Now, I don’t really expect anything different; most of these commenters are going to be in their late teens or early twenties, and experience has told me that their judgement is likely to be a little… ummm… ill considered. One-sided, if you will. And that’s OK: that’s usually just a lack of world experience. But I find it pretty ironic that a group of people who clearly don’t give a shit about the integrity of the written word are so eager to take everything so literally; puzzling logic leaps and assumptions abound. And the saddest thing is that the broad opinion seems to be that clearly RealTime Worlds were charging too much for Crackdown, or that their management and spending is clearly reckless. After all, 1.5 million sales should be plenty to keep the company rolling in coin, shouldn’t it?
Ummm… do the math. With current-gen games costing in the region of ten million dollars (Ghostbusters cost $12-15 million), and the expectation of sixty million dollar budgets for AAA titles in the next generation, isn’t it about time we started paying something a little more realistic for games?

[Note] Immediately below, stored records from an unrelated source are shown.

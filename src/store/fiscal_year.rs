use super::StoreError;
use crate::model::{CompanyId, FiscalYear, FiscalYearDraft, FiscalYearId};
use crate::validation::validate_fiscal_year;
use log::*;

/// Holds fiscal years of every company. Each operation is scoped by the
/// owning company's id so no call can reach another company's records.
///
#[derive(Debug, Default)]
pub struct FiscalYearStore {
    fiscal_years: Vec<FiscalYear>,
}

impl FiscalYearStore {
    pub fn new(fiscal_years: Vec<FiscalYear>) -> Self {
        FiscalYearStore { fiscal_years }
    }

    pub fn all(&self) -> &[FiscalYear] {
        &self.fiscal_years
    }

    /// Returns the fiscal years of the company in insertion order.
    ///
    pub fn list(&self, company_id: CompanyId) -> Vec<FiscalYear> {
        self.fiscal_years
            .iter()
            .filter(|fiscal_year| fiscal_year.company_id == company_id)
            .cloned()
            .collect()
    }

    pub fn get(&self, company_id: CompanyId, id: FiscalYearId) -> Option<&FiscalYear> {
        self.fiscal_years
            .iter()
            .find(|fiscal_year| fiscal_year.id == id && fiscal_year.company_id == company_id)
    }

    /// Validates and inserts a fiscal year for the company. Returns the
    /// assigned id.
    ///
    pub fn create(
        &mut self,
        company_id: CompanyId,
        draft: &FiscalYearDraft,
    ) -> Result<FiscalYearId, StoreError> {
        self.validate(company_id, draft, None)?;
        let id = self.next_id()?;
        if draft.is_main {
            self.clear_main(company_id);
        }

        self.fiscal_years.push(FiscalYear {
            id,
            company_id,
            year: draft.year.clone(),
            start_date: draft.start_date.clone(),
            end_date: draft.end_date.clone(),
            is_main: draft.is_main,
            remarks: draft.remarks.clone(),
        });
        info!("Created fiscal year {} for company {}", id, company_id);
        Ok(id)
    }

    /// Validates and merges the fields into an existing fiscal year of the
    /// company.
    ///
    pub fn update(
        &mut self,
        company_id: CompanyId,
        id: FiscalYearId,
        draft: &FiscalYearDraft,
    ) -> Result<(), StoreError> {
        if self.get(company_id, id).is_none() {
            return Err(StoreError::FiscalYearNotFound { id });
        }
        self.validate(company_id, draft, Some(id))?;
        if draft.is_main {
            self.clear_main(company_id);
        }

        if let Some(fiscal_year) = self.fiscal_years.iter_mut().find(|fy| fy.id == id) {
            fiscal_year.year = draft.year.clone();
            fiscal_year.start_date = draft.start_date.clone();
            fiscal_year.end_date = draft.end_date.clone();
            fiscal_year.is_main = draft.is_main;
            fiscal_year.remarks = draft.remarks.clone();
        }
        info!("Updated fiscal year {} for company {}", id, company_id);
        Ok(())
    }

    /// Removes a single fiscal year of the company.
    ///
    pub fn delete(
        &mut self,
        company_id: CompanyId,
        id: FiscalYearId,
    ) -> Result<FiscalYear, StoreError> {
        let index = self
            .fiscal_years
            .iter()
            .position(|fiscal_year| fiscal_year.id == id && fiscal_year.company_id == company_id)
            .ok_or(StoreError::FiscalYearNotFound { id })?;
        info!("Deleted fiscal year {} of company {}", id, company_id);
        Ok(self.fiscal_years.remove(index))
    }

    /// Removes every fiscal year of the company, returning how many went.
    ///
    pub fn delete_for_company(&mut self, company_id: CompanyId) -> usize {
        let before = self.fiscal_years.len();
        self.fiscal_years
            .retain(|fiscal_year| fiscal_year.company_id != company_id);
        let removed = before - self.fiscal_years.len();
        debug!("Removed {} fiscal years of company {}", removed, company_id);
        removed
    }

    fn validate(
        &self,
        company_id: CompanyId,
        draft: &FiscalYearDraft,
        editing_id: Option<FiscalYearId>,
    ) -> Result<(), StoreError> {
        let existing = self.list(company_id);
        let errors = validate_fiscal_year(draft, &existing, editing_id);
        if errors.is_empty() {
            Ok(())
        } else {
            debug!("Rejected fiscal year for company {}: {}", company_id, errors);
            Err(StoreError::Validation(errors))
        }
    }

    fn clear_main(&mut self, company_id: CompanyId) {
        self.fiscal_years
            .iter_mut()
            .filter(|fiscal_year| fiscal_year.company_id == company_id)
            .for_each(|fiscal_year| fiscal_year.is_main = false);
    }

    fn next_id(&self) -> Result<FiscalYearId, StoreError> {
        match self.fiscal_years.iter().map(|fiscal_year| fiscal_year.id).max() {
            Some(max) => max
                .checked_add(1)
                .ok_or(StoreError::IdsExhausted { kind: "fiscal year" }),
            None => Ok(1),
        }
    }
}
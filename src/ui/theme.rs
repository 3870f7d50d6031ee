use ratatui::style::Color;
use serde::{Deserialize, Serialize};

/// Theme color palette defining all colors used in the application.
///
#[derive(Clone, Debug, PartialEq, Eq, Serialize, Deserialize)]
pub struct Theme {
    pub name: String,
    pub primary: ColorSpec,
    pub accent: ColorSpec,

    // Text colors
    pub text: ColorSpec,
    pub text_muted: ColorSpec,

    // Status colors
    pub success: ColorSpec,
    pub warning: ColorSpec,
    pub error: ColorSpec,

    // UI element colors
    pub border_active: ColorSpec,
    pub border_normal: ColorSpec,
    pub highlight_bg: ColorSpec,
    pub highlight_fg: ColorSpec,

    // Footer mode colors
    pub footer_companies: ColorSpec,
    pub footer_form: ColorSpec,
    pub footer_table: ColorSpec,
    pub footer_modal: ColorSpec,
    pub footer_confirm: ColorSpec,
}

/// Color specification that can be serialized/deserialized.
///
#[derive(Clone, Copy, Debug, PartialEq, Eq, Serialize, Deserialize)]
pub struct ColorSpec {
    pub r: u8,
    pub g: u8,
    pub b: u8,
}

impl ColorSpec {
    pub const fn rgb(r: u8, g: u8, b: u8) -> Self {
        ColorSpec { r, g, b }
    }

    pub fn to_color(&self) -> Color {
        Color::Rgb(self.r, self.g, self.b)
    }
}

impl Default for Theme {
    fn default() -> Self {
        Self::rose_pine_dawn()
    }
}

impl Theme {
    /// Rose Pine Dawn theme.
    ///
    pub fn rose_pine_dawn() -> Self {
        let purple = ColorSpec::rgb(161, 119, 255);
        let pine = ColorSpec::rgb(59, 247, 209);
        let love = ColorSpec::rgb(235, 111, 146);
        let gold = ColorSpec::rgb(255, 210, 0);
        let foam = ColorSpec::rgb(61, 174, 233);
        let text = ColorSpec::rgb(88, 82, 96);
        Theme {
            name: "rose-pine-dawn".to_string(),
            primary: purple,
            accent: ColorSpec::rgb(255, 109, 146),
            text,
            text_muted: ColorSpec::rgb(152, 147, 165),
            success: pine,
            warning: gold,
            error: love,
            border_active: purple,
            border_normal: text,
            highlight_bg: foam,
            highlight_fg: ColorSpec::rgb(0, 0, 0),
            footer_companies: foam,
            footer_form: gold,
            footer_table: purple,
            footer_modal: pine,
            footer_confirm: love,
        }
    }

    /// Tokyo Night theme.
    ///
    pub fn tokyo_night() -> Self {
        let blue = ColorSpec::rgb(125, 207, 255);
        let green = ColorSpec::rgb(158, 206, 106);
        let red = ColorSpec::rgb(247, 118, 142);
        let yellow = ColorSpec::rgb(255, 202, 40);
        let comment = ColorSpec::rgb(117, 121, 148);
        Theme {
            name: "tokyo-night".to_string(),
            primary: blue,
            accent: ColorSpec::rgb(255, 159, 196),
            text: ColorSpec::rgb(169, 177, 214),
            text_muted: comment,
            success: green,
            warning: yellow,
            error: red,
            border_active: blue,
            border_normal: comment,
            highlight_bg: blue,
            highlight_fg: ColorSpec::rgb(26, 27, 38),
            footer_companies: blue,
            footer_form: yellow,
            footer_table: ColorSpec::rgb(187, 154, 247),
            footer_modal: green,
            footer_confirm: red,
        }
    }

    /// Look up a built-in theme by its configuration name.
    ///
    pub fn from_name(name: &str) -> Option<Self> {
        match name {
            "rose-pine-dawn" => Some(Self::rose_pine_dawn()),
            "tokyo-night" => Some(Self::tokyo_night()),
            _ => None,
        }
    }

    /// Get list of all available theme names.
    ///
    pub fn available_themes() -> Vec<String> {
        vec!["rose-pine-dawn".to_string(), "tokyo-night".to_string()]
    }
}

Complaining that Xbox Live’s Games On Demand service is pricing titles above what you can pay at retail isn’t really the point (though I find the murmurs of per-region pricing to be totally reprehensible), especially when – at almost the same time – Microsoft’s Indie Games initiative is actually making it harder for indies to make any money off the service (by reducing the maximum amount that can be charged for titles). The pressures of selling games at retail have generated a completely unrealistic expectation of cost in the gaming community, and no-one seems to be bothering to consider whether their actions are actually contributing towards a sustainable economy. After all, retail prices are driven by shelf-space and launch windows, with no opportunity for long-tail payoffs, and platforms like the iPhone are also creating downward pressure. After all, if the casual player gets the same game-time out of a $2 iPhone game as a $100 console title, where do you reckon their money is going to start going?

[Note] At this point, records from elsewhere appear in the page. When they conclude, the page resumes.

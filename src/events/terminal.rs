use crate::state::{Action, FiscalYearField, Focus, SortKey, State};
use anyhow::Result;
use crossterm::{
    event,
    event::{Event as CrosstermEvent, KeyCode, KeyEvent, KeyEventKind, KeyModifiers},
};
use log::*;
use std::{
    sync::mpsc,
    thread,
    time::{Duration, Instant},
};

/// Specify terminal event poll rate in milliseconds.
///
const TICK_RATE_IN_MS: u64 = 60;

/// Specify different terminal event types.
///
#[derive(Debug)]
pub enum Event<I> {
    Input(I),
    Tick,
}

/// What a key press means in the current state.
///
#[derive(Debug, PartialEq, Eq)]
pub enum KeyOutcome {
    Quit,
    Dispatch(Action),
    Ignore,
}

/// Specify struct for managing terminal events channel.
///
pub struct Handler {
    rx: mpsc::Receiver<Event<KeyEvent>>,
    _tx: mpsc::Sender<Event<KeyEvent>>,
}

impl Handler {
    /// Return new instance after spawning new input polling thread.
    ///
    pub fn new() -> Self {
        let (tx, rx) = mpsc::channel();
        let tx_clone = tx.clone();
        thread::spawn(move || {
            let tick_rate = Duration::from_millis(TICK_RATE_IN_MS);
            loop {
                match event::poll(tick_rate) {
                    Ok(true) => match event::read() {
                        Ok(CrosstermEvent::Key(key)) => {
                            if tx_clone.send(Event::Input(key)).is_err() {
                                break;
                            }
                        }
                        Ok(_) => (),
                        Err(err) => {
                            error!("Failed to read terminal event: {}", err);
                            break;
                        }
                    },
                    Ok(false) => (),
                    Err(err) => {
                        error!("Failed to poll terminal events: {}", err);
                        break;
                    }
                }
                if tx_clone.send(Event::Tick).is_err() {
                    break;
                }
            }
        });
        Handler { rx, _tx: tx }
    }

    /// Receive next terminal event and handle it accordingly. Returns result
    /// with value true if should continue or false if exit was requested.
    ///
    pub fn handle_next(&self, state: &mut State) -> Result<bool> {
        match self.rx.recv()? {
            Event::Input(event) => match map_key(state, event) {
                KeyOutcome::Quit => {
                    debug!("Processing exit terminal event '{:?}'...", event);
                    return Ok(false);
                }
                KeyOutcome::Dispatch(action) => {
                    state.dispatch(action);
                }
                KeyOutcome::Ignore => (),
            },
            Event::Tick => {
                state.dispatch(Action::Tick(Instant::now()));
            }
        }
        Ok(true)
    }
}

/// Translates a key press into an outcome. Open dialogs take the keyboard
/// before the focused pane does.
///
pub fn map_key(state: &State, key: KeyEvent) -> KeyOutcome {
    if key.kind != KeyEventKind::Press {
        return KeyOutcome::Ignore;
    }
    if key.modifiers.contains(KeyModifiers::CONTROL) {
        return match key.code {
            KeyCode::Char('c') => KeyOutcome::Quit,
            KeyCode::Char('l') => KeyOutcome::Dispatch(Action::ToggleLog),
            _ => KeyOutcome::Ignore,
        };
    }
    let action = if state.confirmation().is_some() {
        confirmation_action(key)
    } else if let Some(form) = state.fiscal_year_form() {
        modal_action(key, form.focused)
    } else {
        match state.current_focus() {
            Focus::Companies => return companies_outcome(key),
            Focus::CompanyForm => company_form_action(key),
            Focus::FiscalYears => return fiscal_years_outcome(key),
        }
    };
    action.map_or(KeyOutcome::Ignore, KeyOutcome::Dispatch)
}

fn confirmation_action(key: KeyEvent) -> Option<Action> {
    match key.code {
        KeyCode::Enter | KeyCode::Char('y') => Some(Action::Confirm),
        KeyCode::Esc | KeyCode::Char('n') => Some(Action::Cancel),
        _ => None,
    }
}

fn modal_action(key: KeyEvent, focused: FiscalYearField) -> Option<Action> {
    match key.code {
        KeyCode::Esc => Some(Action::CloseModal),
        KeyCode::Enter => Some(Action::SaveFiscalYear),
        KeyCode::Tab | KeyCode::Down => Some(Action::ModalNextField),
        KeyCode::BackTab | KeyCode::Up => Some(Action::ModalPreviousField),
        KeyCode::Backspace => Some(Action::ModalBackspace),
        KeyCode::Char(' ') if focused == FiscalYearField::IsMain => Some(Action::ToggleMain),
        KeyCode::Char(c) => Some(Action::ModalInput(c)),
        _ => None,
    }
}

fn companies_outcome(key: KeyEvent) -> KeyOutcome {
    let action = match key.code {
        KeyCode::Char('q') => return KeyOutcome::Quit,
        KeyCode::Char('j') | KeyCode::Down => Action::NextCompany,
        KeyCode::Char('k') | KeyCode::Up => Action::PreviousCompany,
        KeyCode::Char('n') => Action::NewCompany,
        KeyCode::Char('d') => Action::RequestDeleteCompany,
        KeyCode::Enter | KeyCode::Char('e') => Action::FocusPane(Focus::CompanyForm),
        KeyCode::Tab => Action::NextFocus,
        KeyCode::BackTab => Action::PreviousFocus,
        _ => return KeyOutcome::Ignore,
    };
    KeyOutcome::Dispatch(action)
}

fn company_form_action(key: KeyEvent) -> Option<Action> {
    match key.code {
        KeyCode::Esc => Some(Action::FocusPane(Focus::Companies)),
        KeyCode::Enter => Some(Action::SaveCompany),
        KeyCode::Up | KeyCode::Down => Some(Action::CompanyNextField),
        KeyCode::Tab => Some(Action::NextFocus),
        KeyCode::BackTab => Some(Action::PreviousFocus),
        KeyCode::Backspace => Some(Action::CompanyBackspace),
        KeyCode::Char(c) => Some(Action::CompanyInput(c)),
        _ => None,
    }
}

fn fiscal_years_outcome(key: KeyEvent) -> KeyOutcome {
    let action = match key.code {
        KeyCode::Char('q') => return KeyOutcome::Quit,
        KeyCode::Char('j') | KeyCode::Down => Action::NextRow,
        KeyCode::Char('k') | KeyCode::Up => Action::PreviousRow,
        KeyCode::Char('l') | KeyCode::Right => Action::NextPage,
        KeyCode::Char('h') | KeyCode::Left => Action::PreviousPage,
        KeyCode::Char('a') => Action::OpenAddFiscalYear,
        KeyCode::Char('e') | KeyCode::Enter => Action::OpenEditFiscalYear,
        KeyCode::Char('d') => Action::RequestDeleteFiscalYear,
        KeyCode::Char('1') => Action::Sort(SortKey::Year),
        KeyCode::Char('2') => Action::Sort(SortKey::StartDate),
        KeyCode::Char('3') => Action::Sort(SortKey::EndDate),
        KeyCode::Tab => Action::NextFocus,
        KeyCode::BackTab => Action::PreviousFocus,
        KeyCode::Esc => Action::FocusPane(Focus::Companies),
        _ => return KeyOutcome::Ignore,
    };
    KeyOutcome::Dispatch(action)
}

#[cfg(test)]
mod tests {
    use super::*;
    use crate::logger::LogBuffer;
    use crate::model::{DatasetLoader, MockDataset};
    use crate::store::Registry;
    use crate::ui::Theme;

    fn key(code: KeyCode) -> KeyEvent {
        KeyEvent::new(code, KeyModifiers::NONE)
    }

    fn mock_state() -> State {
        State::new(
            Registry::new(MockDataset.load().unwrap()),
            Theme::default(),
            5,
            Duration::from_secs(3),
            LogBuffer::default(),
        )
    }

    #[test]
    fn ctrl_c_quits_everywhere() {
        let mut state = mock_state();
        state.dispatch(Action::OpenAddFiscalYear);
        let ctrl_c = KeyEvent::new(KeyCode::Char('c'), KeyModifiers::CONTROL);
        assert_eq!(map_key(&state, ctrl_c), KeyOutcome::Quit);
    }

    #[test]
    fn q_quits_from_lists_but_types_in_forms() {
        let mut state = mock_state();
        assert_eq!(map_key(&state, key(KeyCode::Char('q'))), KeyOutcome::Quit);
        state.dispatch(Action::FocusPane(Focus::CompanyForm));
        assert_eq!(
            map_key(&state, key(KeyCode::Char('q'))),
            KeyOutcome::Dispatch(Action::CompanyInput('q'))
        );
    }

    #[test]
    fn confirmation_takes_keyboard() {
        let mut state = mock_state();
        state.dispatch(Action::RequestDeleteCompany);
        assert_eq!(
            map_key(&state, key(KeyCode::Char('y'))),
            KeyOutcome::Dispatch(Action::Confirm)
        );
        assert_eq!(
            map_key(&state, key(KeyCode::Esc)),
            KeyOutcome::Dispatch(Action::Cancel)
        );
        assert_eq!(map_key(&state, key(KeyCode::Char('j'))), KeyOutcome::Ignore);
    }

    #[test]
    fn modal_space_toggles_only_on_checkbox() {
        let mut state = mock_state();
        state.dispatch(Action::OpenAddFiscalYear);
        assert_eq!(
            map_key(&state, key(KeyCode::Char(' '))),
            KeyOutcome::Dispatch(Action::ModalInput(' '))
        );
        state.dispatch(Action::ModalPreviousField);
        assert_eq!(
            map_key(&state, key(KeyCode::Char(' '))),
            KeyOutcome::Dispatch(Action::ToggleMain)
        );
    }

    #[test]
    fn fiscal_year_sort_keys() {
        let mut state = mock_state();
        state.dispatch(Action::FocusPane(Focus::FiscalYears));
        assert_eq!(
            map_key(&state, key(KeyCode::Char('2'))),
            KeyOutcome::Dispatch(Action::Sort(SortKey::StartDate))
        );
        assert_eq!(
            map_key(&state, key(KeyCode::Char('a'))),
            KeyOutcome::Dispatch(Action::OpenAddFiscalYear)
        );
    }

    #[test]
    fn release_events_are_ignored() {
        let state = mock_state();
        let mut release = key(KeyCode::Char('q'));
        release.kind = KeyEventKind::Release;
        assert_eq!(map_key(&state, release), KeyOutcome::Ignore);
    }
}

And that leaves us in a position where the only people left to buy The Big Games will be the hardcore, the same people who have been gaming all along. But costs are going up, and they want to pay less for more. So the pressure will be on to make every console title a guaranteed hit.
Do you see where this is going?
Ugh – I’m going to get depressed again.
As for gaming this week: T2K. The location of the final Item in Katamari Damacy (thanks to the fabulous Katamari on the Web forum). And a dozy drizzly hungover session with the original Halo, which – despite the obvious aging of its chunky models – still manages to feels absolutely delightful and perfectly weighted. And more Space Invaders Infinity Gene, accompanied by PomPom‘s Poppi on the iPhone… perfect ad-break-sized portable gaming.